→ REQUIRED ACTION
Exactly as shown below, retype every line of the data.

→ MATERIAL FOR THIS EXERCISE
• • • •

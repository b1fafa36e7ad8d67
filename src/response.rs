use serde_json::{Map, Value};

use crate::error::ExtractionError;

/// Recover the JSON object embedded in a model completion.
///
/// Models often wrap the payload in prose or a fenced block, so the candidate
/// is the span from the first `{` to the last `}`. Nesting is not tracked:
/// two separate objects in one completion produce an unparsable candidate.
/// A completion without any `{`, or whose only `}` come before the first `{`,
/// has no candidate. An opening brace with no `}` anywhere is a truncated
/// payload and fails to parse.
pub fn extract_json_object(text: &str) -> Result<Map<String, Value>, ExtractionError> {
    let candidate = json_candidate(text).ok_or(ExtractionError::NoJsonFound)?;
    match serde_json::from_str::<Value>(candidate) {
        Ok(Value::Object(map)) => Ok(map),
        Ok(_) | Err(_) => Err(ExtractionError::InvalidJson),
    }
}

fn json_candidate(text: &str) -> Option<&str> {
    let start = text.find('{')?;
    match text.rfind('}') {
        Some(end) if end > start => Some(&text[start..=end]),
        Some(_) => None,
        None => Some(&text[start..]),
    }
}

#[cfg(test)]
mod tests {
    use super::*;
    use crate::models::IdentityRecord;
    use crate::normalize::normalize;
    use pretty_assertions::assert_eq;

    fn sample_record() -> IdentityRecord {
        IdentityRecord {
            nome: "Marco".into(),
            cognome: "Rossi".into(),
            data_nascita: "15/03/1985".into(),
            luogo_nascita: "Milano".into(),
            codice_fiscale: "RSSMRA85C15F205X".into(),
            numero_documento: "CA12345678".into(),
            data_rilascio: "01/02/2020".into(),
            data_scadenza: "".into(),
        }
    }

    #[test]
    fn recovers_record_wrapped_in_prose() {
        let record = sample_record();
        let json = serde_json::to_string(&record).unwrap();
        let completion = format!("Ecco il risultato:\n```json\n{}\n```\nSpero sia utile.", json);

        let map = extract_json_object(&completion).unwrap();
        assert_eq!(normalize(&Value::Object(map)), record);
    }

    #[test]
    fn bare_object_parses() {
        let map = extract_json_object(r#"{"nome":"Anna"}"#).unwrap();
        assert_eq!(map["nome"], "Anna");
    }

    #[test]
    fn no_braces_is_no_json_found() {
        let err = extract_json_object("Non ho trovato dati nel testo.").unwrap_err();
        assert_eq!(err, ExtractionError::NoJsonFound);
    }

    #[test]
    fn closing_brace_alone_is_no_json_found() {
        let err = extract_json_object("stray } only").unwrap_err();
        assert_eq!(err, ExtractionError::NoJsonFound);
    }

    #[test]
    fn opening_brace_alone_is_invalid_json() {
        let err = extract_json_object("only an opening { here").unwrap_err();
        assert_eq!(err, ExtractionError::InvalidJson);
    }

    #[test]
    fn reversed_braces_are_no_json_found() {
        assert_eq!(
            extract_json_object("} reversed {").unwrap_err(),
            ExtractionError::NoJsonFound
        );
        assert_eq!(
            extract_json_object("chiuso } poi aperto { senza fine").unwrap_err(),
            ExtractionError::NoJsonFound
        );
    }

    #[test]
    fn broken_payload_is_invalid_json() {
        let err = extract_json_object("{not valid json}").unwrap_err();
        assert_eq!(err, ExtractionError::InvalidJson);
    }

    #[test]
    fn truncated_payload_is_invalid_json() {
        let err = extract_json_object("{not valid json").unwrap_err();
        assert_eq!(err, ExtractionError::InvalidJson);
        let err = extract_json_object(r#"{"nome":"Marco","cognome":"Ro"#).unwrap_err();
        assert_eq!(err, ExtractionError::InvalidJson);
    }

    #[test]
    fn two_objects_span_is_invalid_json() {
        let err = extract_json_object(r#"{"a":1} and {"b":2}"#).unwrap_err();
        assert_eq!(err, ExtractionError::InvalidJson);
    }

    #[test]
    fn nested_objects_are_kept() {
        let map = extract_json_object(r#"x {"nome":"A","meta":{"k":1}} y"#).unwrap();
        assert_eq!(map["meta"]["k"], 1);
    }
}
//! Per-client fixed-window admission control for the API routes.

use std::collections::HashMap;
use std::net::{IpAddr, SocketAddr};
use std::sync::Mutex;
use std::time::{Duration, Instant};

use axum::{
    extract::{ConnectInfo, Request, State},
    http::{HeaderName, HeaderValue, StatusCode},
    middleware::Next,
    response::{IntoResponse, Response},
    Json,
};
use serde_json::json;

/// Stale windows are swept once the table grows past this many clients.
const SWEEP_THRESHOLD: usize = 10_000;

#[derive(Debug, Clone, Copy, PartialEq, Eq)]
pub enum Decision {
    Allowed { remaining: u32, reset_after: Duration },
    Limited { reset_after: Duration },
}

struct Window {
    started: Instant,
    count: u32,
}

pub struct RateLimiter {
    max_requests: u32,
    window: Duration,
    clients: Mutex<HashMap<IpAddr, Window>>,
}

impl RateLimiter {
    pub fn new(max_requests: u32, window: Duration) -> Self {
        Self {
            max_requests,
            window,
            clients: Mutex::new(HashMap::new()),
        }
    }

    pub fn max_requests(&self) -> u32 {
        self.max_requests
    }

    pub fn check(&self, client: IpAddr) -> Decision {
        self.check_at(client, Instant::now())
    }

    fn check_at(&self, client: IpAddr, now: Instant) -> Decision {
        let mut clients = match self.clients.lock() {
            Ok(guard) => guard,
            Err(poisoned) => poisoned.into_inner(),
        };

        if clients.len() > SWEEP_THRESHOLD {
            let window = self.window;
            clients.retain(|_, w| now.duration_since(w.started) < window);
        }

        let entry = clients.entry(client).or_insert(Window {
            started: now,
            count: 0,
        });
        if now.duration_since(entry.started) >= self.window {
            entry.started = now;
            entry.count = 0;
        }

        let reset_after = self.window.saturating_sub(now.duration_since(entry.started));
        if entry.count >= self.max_requests {
            return Decision::Limited { reset_after };
        }
        entry.count += 1;
        Decision::Allowed {
            remaining: self.max_requests - entry.count,
            reset_after,
        }
    }
}

// ── Middleware ───────────────────────────────────────────────────────────────

pub async fn rate_limit(
    State(limiter): State<std::sync::Arc<RateLimiter>>,
    request: Request,
    next: Next,
) -> Response {
    // Requests without peer info (e.g. served without connect info) share
    // one bucket.
    let client = request
        .extensions()
        .get::<ConnectInfo<SocketAddr>>()
        .map(|ConnectInfo(addr)| addr.ip())
        .unwrap_or(IpAddr::from([0, 0, 0, 0]));

    match limiter.check(client) {
        Decision::Allowed {
            remaining,
            reset_after,
        } => {
            let mut response = next.run(request).await;
            set_headers(&mut response, limiter.max_requests(), remaining, reset_after);
            response
        }
        Decision::Limited { reset_after } => {
            tracing::warn!(%client, "rate limit exceeded");
            let minutes = reset_after.as_secs().div_ceil(60).max(1);
            let mut response = (
                StatusCode::TOO_MANY_REQUESTS,
                Json(json!({
                    "error": "Troppe richieste. Riprova più tardi.",
                    "retryAfter": format!("{} minuti", minutes),
                })),
            )
                .into_response();
            set_headers(&mut response, limiter.max_requests(), 0, reset_after);
            response
        }
    }
}

fn set_headers(response: &mut Response, limit: u32, remaining: u32, reset_after: Duration) {
    let headers = response.headers_mut();
    headers.insert(
        HeaderName::from_static("ratelimit-limit"),
        HeaderValue::from(limit),
    );
    headers.insert(
        HeaderName::from_static("ratelimit-remaining"),
        HeaderValue::from(remaining),
    );
    headers.insert(
        HeaderName::from_static("ratelimit-reset"),
        HeaderValue::from(reset_after.as_secs().max(1)),
    );
}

• • • •

→ ANSWER TO THIS TASK
repository b1fafa36e7ad8d67
filename src/response.rs
use serde_json::{Map, Value};

use crate::error::ExtractionError;

/// Recover the JSON object embedded in a model completion.
///
/// Models often wrap the payload in prose or a fenced block, so the candidate
/// is the span from the first `{` to the last `}`. Nesting is not tracked:
/// two separate objects in one completion produce an unparsable candidate.
/// A completion without any `{`, or whose only `}` come before the first `{`,
/// has no candidate. An opening brace with no `}` anywhere is a truncated
/// payload and fails to parse.
pub fn extract_json_object(text: &str) -> Result<Map<String, Value>, ExtractionError> {
    let candidate = json_candidate(text).ok_or(ExtractionError::NoJsonFound)?;
    match serde_json::from_str::<Value>(candidate) {
        Ok(Value::Object(map)) => Ok(map),
        Ok(_) | Err(_) => Err(ExtractionError::InvalidJson),
    }
}

fn json_candidate(text: &str) -> Option<&str> {
    let start = text.find('{')?;
    match text.rfind('}') {
        Some(end) if end > start => Some(&text[start..=end]),
        Some(_) => None,
        None => Some(&text[start..]),
    }
}

#[cfg(test)]
mod tests {
    use super::*;
    use crate::models::IdentityRecord;
    use crate::normalize::normalize;
    use pretty_assertions::assert_eq;

    fn sample_record() -> IdentityRecord {
        IdentityRecord {
            nome: "Marco".into(),
            cognome: "Rossi".into(),
            data_nascita: "15/03/1985".into(),
            luogo_nascita: "Milano".into(),
            codice_fiscale: "RSSMRA85C15F205X".into(),
            numero_documento: "CA12345678".into(),
            data_rilascio: "01/02/2020".into(),
            data_scadenza: "".into(),
        }
    }

    #[test]
    fn recovers_record_wrapped_in_prose() {
        let record = sample_record();
        let json = serde_json::to_string(&record).unwrap();
        let completion = format!("Ecco il risultato:\n```json\n{}\n```\nSpero sia utile.", json);

        let map = extract_json_object(&completion).unwrap();
        assert_eq!(normalize(&Value::Object(map)), record);
    }

    #[test]
    fn bare_object_parses() {
        let map = extract_json_object(r#"{"nome":"Anna"}"#).unwrap();
        assert_eq!(map["nome"], "Anna");
    }

    #[test]
    fn no_braces_is_no_json_found() {
        let err = extract_json_object("Non ho trovato dati nel testo.").unwrap_err();
        assert_eq!(err, ExtractionError::NoJsonFound);
    }

    #[test]
    fn closing_brace_alone_is_no_json_found() {
        let err = extract_json_object("stray } only").unwrap_err();
        assert_eq!(err, ExtractionError::NoJsonFound);
    }

    #[test]
    fn opening_brace_alone_is_invalid_json() {
        let err = extract_json_object("only an opening { here").unwrap_err();
        assert_eq!(err, ExtractionError::InvalidJson);
    }

    #[test]
    fn reversed_braces_are_no_json_found() {
        assert_eq!(
            extract_json_object("} reversed {").unwrap_err(),
            ExtractionError::NoJsonFound
        );
        assert_eq!(
            extract_json_object("chiuso } poi aperto { senza fine").unwrap_err(),
            ExtractionError::NoJsonFound
        );
    }

    #[test]
    fn broken_payload_is_invalid_json() {
        let err = extract_json_object("{not valid json}").unwrap_err();
        assert_eq!(err, ExtractionError::InvalidJson);
    }

    #[test]
    fn truncated_payload_is_invalid_json() {
        let err = extract_json_object("{not valid json").unwrap_err();
        assert_eq!(err, ExtractionError::InvalidJson);
        let err = extract_json_object(r#"{"nome":"Marco","cognome":"Ro"#).unwrap_err();
        assert_eq!(err, ExtractionError::InvalidJson);
    }

    #[test]
    fn two_objects_span_is_invalid_json() {
        let err = extract_json_object(r#"{"a":1} and {"b":2}"#).unwrap_err();
        assert_eq!(err, ExtractionError::InvalidJson);
    }

    #[test]
    fn nested_objects_are_kept() {
        let map = extract_json_object(r#"x {"nome":"A","meta":{"k":1}} y"#).unwrap();
        assert_eq!(map["meta"]["k"], 1);
    }
}
//! Per-client fixed-window admission control for the API routes.

use std::collections::HashMap;
use std::net::{IpAddr, SocketAddr};
use std::sync::Mutex;
use std::time::{Duration, Instant};

use axum::{
    extract::{ConnectInfo, Request, State},
    http::{HeaderName, HeaderValue, StatusCode},
    middleware::Next,
    response::{IntoResponse, Response},
    Json,
};
use serde_json::json;

/// Stale windows are swept once the table grows past this many clients.
const SWEEP_THRESHOLD: usize = 10_000;

#[derive(Debug, Clone, Copy, PartialEq, Eq)]
pub enum Decision {
    Allowed { remaining: u32, reset_after: Duration },
    Limited { reset_after: Duration },
}

struct Window {
    started: Instant,
    count: u32,
}

pub struct RateLimiter {
    max_requests: u32,
    window: Duration,
    clients: Mutex<HashMap<IpAddr, Window>>,
}

impl RateLimiter {
    pub fn new(max_requests: u32, window: Duration) -> Self {
        Self {
            max_requests,
            window,
            clients: Mutex::new(HashMap::new()),
        }
    }

    pub fn max_requests(&self) -> u32 {
        self.max_requests
    }

    pub fn check(&self, client: IpAddr) -> Decision {
        self.check_at(client, Instant::now())
    }

    fn check_at(&self, client: IpAddr, now: Instant) -> Decision {
        let mut clients = match self.clients.lock() {
            Ok(guard) => guard,
            Err(poisoned) => poisoned.into_inner(),
        };

        if clients.len() > SWEEP_THRESHOLD {
            let window = self.window;
            clients.retain(|_, w| now.duration_since(w.started) < window);
        }

        let entry = clients.entry(client).or_insert(Window {
            started: now,
            count: 0,
        });
        if now.duration_since(entry.started) >= self.window {
            entry.started = now;
            entry.count = 0;
        }

        let reset_after = self.window.saturating_sub(now.duration_since(entry.started));
        if entry.count >= self.max_requests {
            return Decision::Limited { reset_after };
        }
        entry.count += 1;
        Decision::Allowed {
            remaining: self.max_requests - entry.count,
            reset_after,
        }
    }
}

// ── Middleware ───────────────────────────────────────────────────────────────

pub async fn rate_limit(
    State(limiter): State<std::sync::Arc<RateLimiter>>,
    request: Request,
    next: Next,
) -> Response {
    // Requests without peer info (e.g. served without connect info) share
    // one bucket.
    let client = request
        .extensions()
        .get::<ConnectInfo<SocketAddr>>()
        .map(|ConnectInfo(addr)| addr.ip())
        .unwrap_or(IpAddr::from([0, 0, 0, 0]));

    match limiter.check(client) {
        Decision::Allowed {
            remaining,
            reset_after,
        } => {
            let mut response = next.run(request).await;
            set_headers(&mut response, limiter.max_requests(), remaining, reset_after);
            response
        }
        Decision::Limited { reset_after } => {
            tracing::warn!(%client, "rate limit exceeded");
            let minutes = reset_after.as_secs().div_ceil(60).max(1);
            let mut response = (
                StatusCode::TOO_MANY_REQUESTS,
                Json(json!({
                    "error": "Troppe richieste. Riprova più tardi.",
                    "retryAfter": format!("{} minuti", minutes),
                })),
            )
                .into_response();
            set_headers(&mut response, limiter.max_requests(), 0, reset_after);
            response
        }
    }
}

fn set_headers(response: &mut Response, limit: u32, remaining: u32, reset_after: Duration) {
    let headers = response.headers_mut();
    headers.insert(
        HeaderName::from_static("ratelimit-limit"),
        HeaderValue::from(limit),
    );
    headers.insert(
        HeaderName::from_static("ratelimit-remaining"),
        HeaderValue::from(remaining),
    );
    headers.insert(
        HeaderName::from_static("ratelimit-reset"),
        HeaderValue::from(reset_after.as_secs().max(1)),
    );
}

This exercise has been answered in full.